Si « la bêtise consiste à vouloir conclure », la narration impersonnelle se présente comme une machine de guerre contre un monde bruissant d’imbécillités. L’abstention, le silence auquel s’astreint le narrateur constitue, en somme, la seule sagesse possible, tandis que résonne dans le roman, à égalité de sophismes et d’âneries, la cacophonie des discours (positivisme, religion, progressisme, réaction…) qui se neutralisent mutuellement. L’impersonnalité, autrement dit, n’est pas une attitude passive, ni même simplement négative. Elle ne consiste pas seulement à refuser de choisir, à renvoyer les croyances et les opinions dos à dos, comme Flaubert le fait par exemple dans L’Éducation sentimentale, à propos des événements de 1848, lorsqu’il se garde de prendre parti entre révolutionnaires et conservateurs, insurgés et bourgeois. L’effacement du narrateur place ce dernier, plus essentiellement, dans une posture contemplative, qui l’initie au mystère de l’univers. Le modèle du narrateur flaubertien, à cet égard, serait Charles Bovary, le benêt magnifique, lorsque celui-ci, face à la dépouille d’Emma, « se perd dans une contemplation […] douloureuse à force d’être profonde ». Il pourrait être encore la servante Félicité, cette simple d’esprit mystique, quand celle-ci s’abîme dans l’extase, à la fin d’Un cœur simple, jusqu’à confondre le perroquet Loulou et le Saint-Esprit.
Un panthéisme spinozien
Cette attitude contemplative a trait à ce que l’on pourrait appeler la foi de Flaubert. Lecteur de Spinoza, le romancier partage avec le philosophe la conviction que Dieu est immanent au cosmos, ou plutôt que le cosmos est Dieu, nature naturante à l’œuvre au travers de la nature naturée. Immergé dans le grand Tout, l’homme est certes noyé dans l’infini, mais la conscience qu’il a de n’occuper qu’une place dérisoire dans l’univers ne le conduit pas obligatoirement à ce vertige qui saisissait Pascal. Flaubert n’est pas tant écrasé qu’émerveillé par cette solitude, car l’homme, si infime soit-il, fait partie intégrante du monde qui l’entoure. Il n’est pas étranger aux forêts, aux montagnes, aux étoiles. Il est l’émanation du même principe divin que celui qui traverse ces éléments : « Quand je regarde une des petites étoiles de la voie lactée, je me dis que la terre n’est pas plus grande que l’une de ces étincelles. Et moi qui gravite une minute sur cette étincelle, que suis-je donc, que sommes-nous ? Ce sentiment de mon infirmité, de mon néant, me rassure. Il me semble être devenu un grain de poussière perdu dans l’espace, et pourtant je fais partie de cette grandeur illimitée qui m’enveloppe. Je n’ai jamais compris que cela fût désespérant. »

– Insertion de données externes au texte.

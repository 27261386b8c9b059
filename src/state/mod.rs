/// State management module
///
/// This module holds all application state, including:
/// - Shared data structures (data.rs)
/// - The product/version selection and its cascading resets (session.rs)
/// - The version and item resolvers (versions.rs, items.rs)
/// - Download link derivation and copy acknowledgement (presenter.rs)
/// - The one-slot request arena the resolvers share (slot.rs)
///
/// Nothing here performs I/O; the application turns tickets into tasks.

pub mod data;
pub mod items;
pub mod presenter;
pub mod session;
pub mod slot;
pub mod versions;

pub use session::Session;
/// Shared data structures for the application state
///
/// These structs represent the data model that flows between
/// the API layer and the UI layer.

use serde::Deserialize;
use std::fmt;

/// A product line offered for download (compiled into the catalog)
#[derive(Debug, Clone, Copy, PartialEq, Eq)]
pub struct ProductRef {
    /// Identifier sent to the API (e.g., "ws-windows")
    pub id: &'static str,
    /// Human readable name shown in the product picker
    pub display_name: &'static str,
    /// Manifest document the server resolves this product from
    pub manifest_file: &'static str,
}

impl fmt::Display for ProductRef {
    fn fmt(&self, f: &mut fmt::Formatter<'_>) -> fmt::Result {
        f.write_str(self.display_name)
    }
}

/// One selectable version of a product, as returned by the version list endpoint
#[derive(Debug, Clone, PartialEq, Eq, Deserialize)]
pub struct SelectableVersion {
    /// Client-local key, unique within one product's list
    #[serde(rename = "idForClientSelection")]
    pub selection_key: String,
    /// Label shown in the version picker
    #[serde(rename = "displayVersion")]
    pub display_label: String,
    #[serde(rename = "version")]
    pub version_string: String,
    #[serde(rename = "build")]
    pub build_id: String,
    #[serde(rename = "platformOrArch")]
    pub platform_or_arch: String,
    /// Path of the version's compressed manifest on the update server
    #[serde(rename = "gzFilePath")]
    pub manifest_path: String,
}

impl fmt::Display for SelectableVersion {
    fn fmt(&self, f: &mut fmt::Formatter<'_>) -> fmt::Result {
        f.write_str(&self.display_label)
    }
}

/// One downloadable artifact of a resolved version
#[derive(Debug, Clone, PartialEq, Eq, Deserialize)]
#[serde(rename_all = "camelCase")]
pub struct DownloadableItem {
    pub name: String,
    pub path_fragment: String,
    pub final_file_name: String,
    pub checksum_type: Option<String>,
    pub checksum_value: Option<String>,
}

impl DownloadableItem {
    /// Checksum as `(type, value)`, only when both halves are present
    pub fn checksum(&self) -> Option<(&str, &str)> {
        match (self.checksum_type.as_deref(), self.checksum_value.as_deref()) {
            (Some(kind), Some(value)) if !kind.is_empty() && !value.is_empty() => {
                Some((kind, value))
            }
            _ => None,
        }
    }
}

#[cfg(test)]
mod tests {
    use super::*;

    #[test]
    fn test_version_uses_wire_names() {
        let json = r#"{
            "idForClientSelection": "17.6.1-24319023-windows",
            "displayVersion": "17.6.1 (24319023)",
            "version": "17.6.1",
            "build": "24319023",
            "platformOrArch": "windows",
            "gzFilePath": "ws/17.6.1/24319023/windows/core/metadata.xml.gz"
        }"#;

        let version: SelectableVersion = serde_json::from_str(json).unwrap();
        assert_eq!(version.selection_key, "17.6.1-24319023-windows");
        assert_eq!(version.build_id, "24319023");
        assert_eq!(version.to_string(), "17.6.1 (24319023)");
    }

    #[test]
    fn test_checksum_requires_both_fields() {
        let mut item: DownloadableItem = serde_json::from_str(
            r#"{"name": "Installer", "pathFragment": "ws/", "finalFileName": "setup.exe"}"#,
        )
        .unwrap();
        assert_eq!(item.checksum(), None);

        item.checksum_type = Some("sha256".to_string());
        assert_eq!(item.checksum(), None);

        item.checksum_value = Some("abc123".to_string());
        assert_eq!(item.checksum(), Some(("sha256", "abc123")));
    }
}
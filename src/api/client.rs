use log::debug;
use std::time::Duration;
use url::Url;

use super::response::{self, Listed, Listing};
use crate::config::AppConfig;
use crate::error::{FetchError, SetupError};
use crate::state::data::{DownloadableItem, SelectableVersion};

const VERSIONS_ENDPOINT: &str = "api/getProductVersions";
const DETAILS_ENDPOINT: &str = "api/download-details";

/// Parameters of a download-details request
#[derive(Debug, Clone, PartialEq, Eq)]
pub struct DetailsQuery {
    pub product_id: String,
    pub version: String,
    pub build: String,
    pub platform_or_arch: String,
    pub manifest_path: String,
}

/// HTTP client for the download index API.
///
/// Cheap to clone; every fetch takes `self` by value so it can run as a
/// `'static` background task.
#[derive(Debug, Clone)]
pub struct ApiClient {
    http: reqwest::Client,
    base: Url,
}

impl ApiClient {
    /// Endpoints are placed under the path of `base`
    pub fn new(base: Url, timeout: Duration) -> Result<Self, reqwest::Error> {
        let http = reqwest::Client::builder()
            .user_agent(concat!(env!("CARGO_PKG_NAME"), "/", env!("CARGO_PKG_VERSION")))
            .timeout(timeout)
            .build()?;
        Ok(Self { http, base })
    }

    /// Build a client for the configured API base and timeout
    pub fn from_config(config: &AppConfig) -> Result<Self, SetupError> {
        let base = config.api_base_url()?;
        Ok(Self::new(base, config.request_timeout())?)
    }

    pub fn versions_url(&self, product_id: &str) -> Url {
        let mut url = self.endpoint(VERSIONS_ENDPOINT);
        url.query_pairs_mut().append_pair("productId", product_id);
        url
    }

    pub fn details_url(&self, query: &DetailsQuery) -> Url {
        let mut url = self.endpoint(DETAILS_ENDPOINT);
        url.query_pairs_mut()
            .append_pair("productId", &query.product_id)
            .append_pair("version", &query.version)
            .append_pair("build", &query.build)
            .append_pair("platformOrArch", &query.platform_or_arch)
            .append_pair("gzFilePath", &query.manifest_path);
        url
    }

    /// Fetch the selectable versions of a product
    pub async fn fetch_versions(
        self,
        product_id: String,
    ) -> Result<Listed<SelectableVersion>, FetchError> {
        let url = self.versions_url(&product_id);
        self.get(url).await
    }

    /// Fetch the downloadable items of one version
    pub async fn fetch_details(
        self,
        query: DetailsQuery,
    ) -> Result<Listed<DownloadableItem>, FetchError> {
        let url = self.details_url(&query);
        self.get(url).await
    }

    async fn get<T: Listing>(&self, url: Url) -> Result<Listed<T>, FetchError> {
        debug!("GET {}", url);
        let response = self
            .http
            .get(url)
            .send()
            .await
            .map_err(|e| FetchError::Transport(e.to_string()))?;

        let status = response.status().as_u16();
        let body = response
            .text()
            .await
            .map_err(|e| FetchError::Transport(e.to_string()))?;

        response::interpret(status, &body)
    }

    fn endpoint(&self, path: &str) -> Url {
        let mut url = self.base.clone();
        // Keep any path prefix of the base, e.g. "https://host/prefix/"
        let prefix = url.path().trim_end_matches('/').to_string();
        url.set_path(&format!("{}/{}", prefix, path));
        url
    }
}
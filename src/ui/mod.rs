/// View helpers
///
/// - `form.rs`: product/version pickers and the submit button
/// - `links.rs`: downloadable items with their final links

pub mod form;
pub mod links;
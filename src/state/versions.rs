/// Version Resolver
///
/// Owns the version list of the selected product and the single
/// in-flight request that produces it.

use log::{debug, error, info};

use super::data::SelectableVersion;
use super::slot::{Completion, RequestSlot};
use crate::api::response::{Listed, Listing};
use crate::error::FetchError;

/// Binds a version-list request to the product that triggered it
#[derive(Debug, Clone, PartialEq, Eq)]
pub struct VersionTicket {
    pub generation: u64,
    pub product_id: String,
}

#[derive(Debug, Default)]
pub struct VersionResolver {
    versions: Vec<SelectableVersion>,
    slot: RequestSlot,
}

impl VersionResolver {
    pub fn versions(&self) -> &[SelectableVersion] {
        &self.versions
    }

    pub fn is_loading(&self) -> bool {
        self.slot.is_loading()
    }

    /// Look up a version by its selection key
    pub fn find(&self, selection_key: &str) -> Option<&SelectableVersion> {
        self.versions.iter().find(|v| v.selection_key == selection_key)
    }

    /// Drop the list and forget any pending request
    pub(crate) fn reset(&mut self) {
        self.versions.clear();
        self.slot.cancel();
    }

    /// Start fetching versions for `product_id`, superseding any earlier fetch
    pub(crate) fn begin(&mut self, product_id: &str) -> VersionTicket {
        self.versions.clear();
        let generation = self.slot.start();
        info!("📋 Fetching versions for {} (#{})", product_id, generation);
        VersionTicket {
            generation,
            product_id: product_id.to_string(),
        }
    }

    /// Apply a finished fetch. `live_product` is the product selected right now.
    /// Along with the completion, returns the message to show (if any).
    pub(crate) fn complete(
        &mut self,
        ticket: &VersionTicket,
        live_product: Option<&str>,
        result: Result<Listed<SelectableVersion>, FetchError>,
    ) -> (Completion, Option<String>) {
        if live_product != Some(ticket.product_id.as_str()) || !self.slot.finish(ticket.generation) {
            debug!(
                "Discarding stale version list for {} (#{})",
                ticket.product_id, ticket.generation
            );
            return (Completion::Discarded, None);
        }

        if let Err(err) = &result {
            error!("Error fetching versions for {}: {}", ticket.product_id, err);
        }
        let (versions, notice) = SelectableVersion::settle(result);
        info!(
            "📦 {} versions available for {}",
            versions.len(),
            ticket.product_id
        );
        self.versions = versions;
        (Completion::Applied, notice)
    }
}
use env_logger::Env;

/// Initialize logging. Respects RUST_LOG if set, otherwise defaults to info.
pub fn init() {
    env_logger::Builder::from_env(Env::default().default_filter_or("info")).init();
}
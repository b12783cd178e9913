//! Wire-format adapters: the serialized block/inline shape exchanged
//! with the backend schema.
//!
//! The shape is bit-exact for interoperability: field names, the five
//! kind tags, and the flag-omission-means-false convention are fixed.
//! Decoding failures are typed and name the offending block/inline
//! index; the caller decides whether to substitute a default document
//! or surface the error.

use serde::{Deserialize, Serialize};
use thiserror::Error;

use crate::doc::{
    Block, BlockKind, Document, FormattedText, Inline, Link, LinkTarget, MAX_INDENT,
};

#[derive(Debug, Clone, PartialEq, Eq, Serialize, Deserialize)]
pub struct WireBlock {
    pub kind: String,
    pub level: u32,
    pub inlines: Vec<WireInline>,
}

/// One wire inline: a text run or a link. The wire schema overlays both
/// shapes on a single object, so the decoder (not the JSON layer)
/// diagnoses an inline that carries neither.
#[derive(Debug, Clone, Default, PartialEq, Eq, Serialize, Deserialize)]
#[serde(default)]
pub struct WireInline {
    #[serde(skip_serializing_if = "Option::is_none")]
    pub text: Option<String>,
    #[serde(skip_serializing_if = "is_false")]
    pub bold: bool,
    #[serde(skip_serializing_if = "is_false")]
    pub italic: bool,
    #[serde(skip_serializing_if = "is_false")]
    pub underline: bool,
    #[serde(skip_serializing_if = "is_false")]
    pub strikethrough: bool,
    #[serde(skip_serializing_if = "is_false")]
    pub subscript: bool,
    #[serde(skip_serializing_if = "is_false")]
    pub superscript: bool,
    #[serde(rename = "linkTarget", skip_serializing_if = "Option::is_none")]
    pub link_target: Option<String>,
    #[serde(skip_serializing_if = "Option::is_none")]
    pub inlines: Option<Vec<WireText>>,
}

#[derive(Debug, Clone, Default, PartialEq, Eq, Serialize, Deserialize)]
#[serde(default)]
pub struct WireText {
    pub text: String,
    #[serde(skip_serializing_if = "is_false")]
    pub bold: bool,
    #[serde(skip_serializing_if = "is_false")]
    pub italic: bool,
    #[serde(skip_serializing_if = "is_false")]
    pub underline: bool,
    #[serde(skip_serializing_if = "is_false")]
    pub strikethrough: bool,
    #[serde(skip_serializing_if = "is_false")]
    pub subscript: bool,
    #[serde(skip_serializing_if = "is_false")]
    pub superscript: bool,
}

fn is_false(v: &bool) -> bool {
    !*v
}

#[derive(Debug, Error, PartialEq, Eq)]
pub enum DecodeError {
    #[error("block {block}: unknown kind tag {kind:?}")]
    UnknownKind { block: usize, kind: String },

    #[error("block {block}, inline {inline}: neither text nor link content")]
    EmptyInline { block: usize, inline: usize },
}

fn kind_tag(kind: BlockKind) -> &'static str {
    match kind {
        BlockKind::Paragraph => "PARAGRAPH",
        BlockKind::Heading1 => "HEADING_1",
        BlockKind::Heading2 => "HEADING_2",
        BlockKind::OrderedListItem => "OLIST_ITEM",
        BlockKind::UnorderedListItem => "ULIST_ITEM",
    }
}

fn parse_kind(tag: &str) -> Option<BlockKind> {
    match tag {
        "PARAGRAPH" => Some(BlockKind::Paragraph),
        "HEADING_1" => Some(BlockKind::Heading1),
        "HEADING_2" => Some(BlockKind::Heading2),
        "OLIST_ITEM" => Some(BlockKind::OrderedListItem),
        "ULIST_ITEM" => Some(BlockKind::UnorderedListItem),
        _ => None,
    }
}

fn text_to_wire(run: &FormattedText) -> WireText {
    WireText {
        text: run.text.clone(),
        bold: run.bold,
        italic: run.italic,
        underline: run.underline,
        strikethrough: run.strikethrough,
        subscript: run.subscript,
        superscript: run.superscript,
    }
}

fn text_from_wire(wire: &WireText) -> FormattedText {
    FormattedText {
        text: wire.text.clone(),
        bold: wire.bold,
        italic: wire.italic,
        underline: wire.underline,
        strikethrough: wire.strikethrough,
        subscript: wire.subscript,
        superscript: wire.superscript,
    }
}

/// Encode a document for the backend. Link metadata beyond the URL is
/// UI-side and does not cross the wire.
pub fn to_wire(doc: &Document) -> Vec<WireBlock> {
    doc.blocks
        .iter()
        .map(|block| WireBlock {
            kind: kind_tag(block.kind).to_string(),
            level: block.indent as u32,
            inlines: block
                .inlines
                .iter()
                .map(|inline| match inline {
                    Inline::Text(run) => WireInline {
                        text: Some(run.text.clone()),
                        bold: run.bold,
                        italic: run.italic,
                        underline: run.underline,
                        strikethrough: run.strikethrough,
                        subscript: run.subscript,
                        superscript: run.superscript,
                        ..WireInline::default()
                    },
                    Inline::Link(link) => WireInline {
                        link_target: Some(link.target.url.clone()),
                        inlines: Some(link.children.iter().map(text_to_wire).collect()),
                        ..WireInline::default()
                    },
                })
                .collect(),
        })
        .collect()
}

/// Decode wire blocks into a document. An empty sequence decodes to the
/// default document; a block with zero inlines gets a single empty text
/// run; a list item's level is clamped to the forced minimum.
pub fn from_wire(blocks: &[WireBlock]) -> Result<Document, DecodeError> {
    if blocks.is_empty() {
        return Ok(Document::new());
    }

    let mut out = Vec::with_capacity(blocks.len());
    for (b, wire_block) in blocks.iter().enumerate() {
        let kind = parse_kind(&wire_block.kind).ok_or_else(|| DecodeError::UnknownKind {
            block: b,
            kind: wire_block.kind.clone(),
        })?;

        let indent = (wire_block.level.min(MAX_INDENT as u32) as u8).max(kind.min_indent());

        let mut inlines = Vec::with_capacity(wire_block.inlines.len().max(1));
        for (i, wire_inline) in wire_block.inlines.iter().enumerate() {
            if let Some(url) = &wire_inline.link_target {
                let children: Vec<FormattedText> = match &wire_inline.inlines {
                    Some(texts) if !texts.is_empty() => {
                        texts.iter().map(text_from_wire).collect()
                    }
                    _ => vec![FormattedText::default()],
                };
                inlines.push(Inline::Link(Link {
                    target: LinkTarget::from_url(url.clone()),
                    children,
                }));
            } else if wire_inline.text.is_some() {
                inlines.push(Inline::Text(text_from_wire(&WireText {
                    text: wire_inline.text.clone().unwrap_or_default(),
                    bold: wire_inline.bold,
                    italic: wire_inline.italic,
                    underline: wire_inline.underline,
                    strikethrough: wire_inline.strikethrough,
                    subscript: wire_inline.subscript,
                    superscript: wire_inline.superscript,
                })));
            } else {
                return Err(DecodeError::EmptyInline {
                    block: b,
                    inline: i,
                });
            }
        }
        if inlines.is_empty() {
            inlines.push(Inline::empty_text());
        }

        out.push(Block {
            kind,
            indent,
            inlines,
        });
    }

    Ok(Document { blocks: out })
}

L’impersonnalité est la traduction esthétique de ce sentiment existentiel d’appartenance à l’univers. Elle permet à l’écrivain de se délester de sa subjectivité, pour mieux se disséminer dans le spectacle de la nature qu’il représente. L’écriture délivre Flaubert du fardeau d’être lui, et lui offre la possibilité de se faire cheval, feuille, vent ou soleil : « C’est une délicieuse chose […] que de n’être plus soi, mais de circuler dans toute la création dont on parle. Aujourd’hui par exemple, homme et femme tout ensemble, amant et maîtresse à la fois, je me suis promené à cheval dans une forêt, par un après-midi d’automne, sous les feuilles jaunes, et j’étais les chevaux, les feuilles, le vent, les paroles qu’ils se disaient et le soleil rouge qui faisait s’entre-fermer leurs paupières noyées d’amour. » Par un renversement subtil, l’amoindrissement en quoi consiste l’effort d’impersonalisation se voit ainsi rétribuer par un accroissement d’être. N’est-ce pas, une fois encore, la dialectique même de la mystique, qui fait passer, à en croire les théologiens, des affres de la vie purgative (stade du renoncement à soi) aux béatitudes de la vie unitive (stade de la fusion en Dieu) ?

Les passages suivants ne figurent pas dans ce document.